Y a-t-il une solution ?
Merci


----------



## Arlequin (26 Avril 2010)

qlb212 a dit:


> Bonjour,
> je sais que cette question a déjà été posée (à savoir comment éteindre l'écran du MacBook lorsqu'on utilise un écran externe), mais à chaque fois la solution présentée est la suivante : fermer le macbook puis le sortir de la veille à l'aide d'un clavier externe.
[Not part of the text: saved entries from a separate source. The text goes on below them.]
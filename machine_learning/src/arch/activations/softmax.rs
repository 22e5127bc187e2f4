use ndarray::{Array1, ArrayView1};

/// Numerically stable softmax: shifts by the maximum before exponentiating and normalizes by the
/// sum of the exponentials.
///
/// # Arguments
/// * `xs` - The scores, expected to be non-empty. An empty view yields an empty array.
///
/// # Returns
/// A probability vector of the same length as `xs`.
pub fn softmax(xs: ArrayView1<f32>) -> Array1<f32> {
    let max = xs.fold(f32::NEG_INFINITY, |acc, &x| acc.max(x));
    let exps = xs.mapv(|x| (x - max).exp());
    let sum = exps.sum();

    exps / sum
}
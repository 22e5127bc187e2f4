use std::num::NonZeroUsize;

use super::{BatchView, Dataset};
use crate::error::{MlErr, Result};

/// Partitions a `Dataset` into contiguous windows of a fixed size.
///
/// Only `len / size` (truncating) batches are ever iterated, the trailing remainder is dropped.
#[derive(Debug, Clone, Copy)]
pub struct MiniBatch<'a> {
    dataset: &'a Dataset,
    size: NonZeroUsize,
    num_batches: usize,
}

impl<'a> MiniBatch<'a> {
    /// Returns a new `MiniBatch`.
    ///
    /// # Arguments
    /// * `dataset` - The data to partition.
    /// * `size` - The amount of samples per batch.
    ///
    /// # Errors
    /// `InvalidConfiguration` if `size` is zero.
    pub fn new(dataset: &'a Dataset, size: usize) -> Result<Self> {
        let size = NonZeroUsize::new(size).ok_or(MlErr::InvalidConfiguration {
            what: "batch_size",
            reason: "batch size must be a positive integer",
        })?;

        Ok(Self {
            dataset,
            size,
            num_batches: dataset.len() / size,
        })
    }

    #[inline]
    pub fn size(&self) -> usize {
        self.size.get()
    }

    #[inline]
    pub fn num_batches(&self) -> usize {
        self.num_batches
    }

    /// Returns the window for `batch_idx`, clamped to the end of the dataset.
    ///
    /// `batch_idx == num_batches()` yields the trailing remainder (possibly empty), anything past
    /// that yields `None`.
    pub fn get_batch(&self, batch_idx: usize) -> Option<BatchView<'a>> {
        let len = self.dataset.len();
        let start = batch_idx.checked_mul(self.size.get())?;
        if start > len {
            return None;
        }

        let end = start.saturating_add(self.size.get()).min(len);
        Some(self.dataset.slice(start, end))
    }

    /// Iterates the full batches in increasing index order.
    pub fn batches(&self) -> impl Iterator<Item = BatchView<'a>> {
        let this = *self;
        (0..this.num_batches).filter_map(move |i| this.get_batch(i))
    }

    /// Calls `visit` once per full batch, in order, passing the batch index and its window.
    pub fn iterate_batches<F>(&self, mut visit: F)
    where
        F: FnMut(usize, BatchView<'a>),
    {
        for (i, batch) in self.batches().enumerate() {
            visit(i, batch);
        }
    }
}
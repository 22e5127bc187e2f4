//! Persistence of trained parameters as JSON.
//!
//! A model file holds an array of parameter groups:
//! `[{"weights": [...], "biases": [...]}, ...]`.

use std::{
    fs,
    path::{Path, PathBuf},
};

use log::info;
use serde::{Deserialize, Serialize};

use crate::{
    arch::Params,
    error::{MlErr, Result},
};

/// One group of parameters as stored on disk.
#[derive(Debug, Clone, PartialEq, Serialize, Deserialize)]
pub struct LayerParams {
    pub weights: Vec<f32>,
    pub biases: Vec<f32>,
}

impl From<Params> for LayerParams {
    fn from(params: Params) -> Self {
        Self {
            weights: vec![params.weight],
            biases: vec![params.bias],
        }
    }
}

impl TryFrom<&LayerParams> for Params {
    type Error = MlErr;

    fn try_from(layer: &LayerParams) -> Result<Self> {
        match (layer.weights.as_slice(), layer.biases.as_slice()) {
            (&[weight], &[bias]) => Ok(Params { weight, bias }),
            ([_], biases) => Err(MlErr::DataShapeMismatch {
                a: "biases",
                b: "single neuron",
                got: biases.len(),
                expected: 1,
            }),
            (weights, _) => Err(MlErr::DataShapeMismatch {
                a: "weights",
                b: "single neuron",
                got: weights.len(),
                expected: 1,
            }),
        }
    }
}

/// Writes `layers` to `path`, or to the first free `<stem>_<n><.ext>` sibling if `path` exists.
///
/// # Returns
/// The path actually written.
///
/// # Errors
/// `Storage` if serialization or the write fails.
pub fn save<P: AsRef<Path>>(layers: &[LayerParams], path: P) -> Result<PathBuf> {
    let path = unique_path(path.as_ref());
    let json = serde_json::to_string(layers)?;

    fs::write(&path, json)?;
    info!("model saved to file: {}", path.display());

    Ok(path)
}

/// Reads the parameter groups stored at `path`.
///
/// # Errors
/// `Storage` if the file can't be read or isn't a valid model file.
pub fn load<P: AsRef<Path>>(path: P) -> Result<Vec<LayerParams>> {
    let json = fs::read_to_string(path)?;
    let layers = serde_json::from_str(&json)?;

    Ok(layers)
}

fn unique_path(path: &Path) -> PathBuf {
    if !path.exists() {
        return path.to_path_buf();
    }

    let stem = path
        .file_stem()
        .map(|s| s.to_string_lossy().into_owned())
        .unwrap_or_default();
    let ext = path
        .extension()
        .map(|e| format!(".{}", e.to_string_lossy()))
        .unwrap_or_default();

    (1..)
        .map(|count| path.with_file_name(format!("{stem}_{count}{ext}")))
        .find(|candidate| !candidate.exists())
        .unwrap_or_else(|| path.to_path_buf())
}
Or je n'utilise ni clavier externe ni souris (juste trackpad+clavier du MB).
> Y a-t-il une solution ?
> Merci



Hello

oui

tu éteins le mac

tu allumes, écran externe connecté, et tu refermes immédiatement le mac

quand tu es sur ta session, rouvre le

voilou


----------



## qlb212 (26 Avril 2010)

Génial, merci !


----------



## Leyry Hynemonth (10 Novembre 2011)

Merci !!


----------



## Arlequin (10 Novembre 2011)

je t'en prie 

cela dit, petite modification avec Lion ! L'écran du portable se rallume systématiquement (et de ce fait, la résolution sur l'écran externe est la même que celle de l'écran "interne" lorsque l'on est en recopie vidéo)

en tout cas c'est ce qui s'est passé sur mon MPBu late2008 lorsque j'ai testé le dernier félin , je suis donc obligé de le laisser fermé, ce qui me dérange au point de vue du refroidissement

voilou

à+


----------



## Leyry Hynemonth (10 Novembre 2011)

Etant encore sur SL, en verra bien au prochain redémarrage ce que ça donne sur mon macbookplastock ;-)

---------- Nouveau message ajouté à 09h38 ---------- Le message précédent a été envoyé à 09h33 ----------

Hop.... des nouvelles techniques ! 

http://osxdaily.com/2011/09/14/disa...n-a-macbook-pro-or-air-in-mac-os-x-10-7-lion/


----------



## Arlequin (10 Novembre 2011)

Leyry Hynemonth a dit:


> Etant encore sur SL, en verra bien au prochain redémarrage ce que ça donne sur mon macbookplastock ;-)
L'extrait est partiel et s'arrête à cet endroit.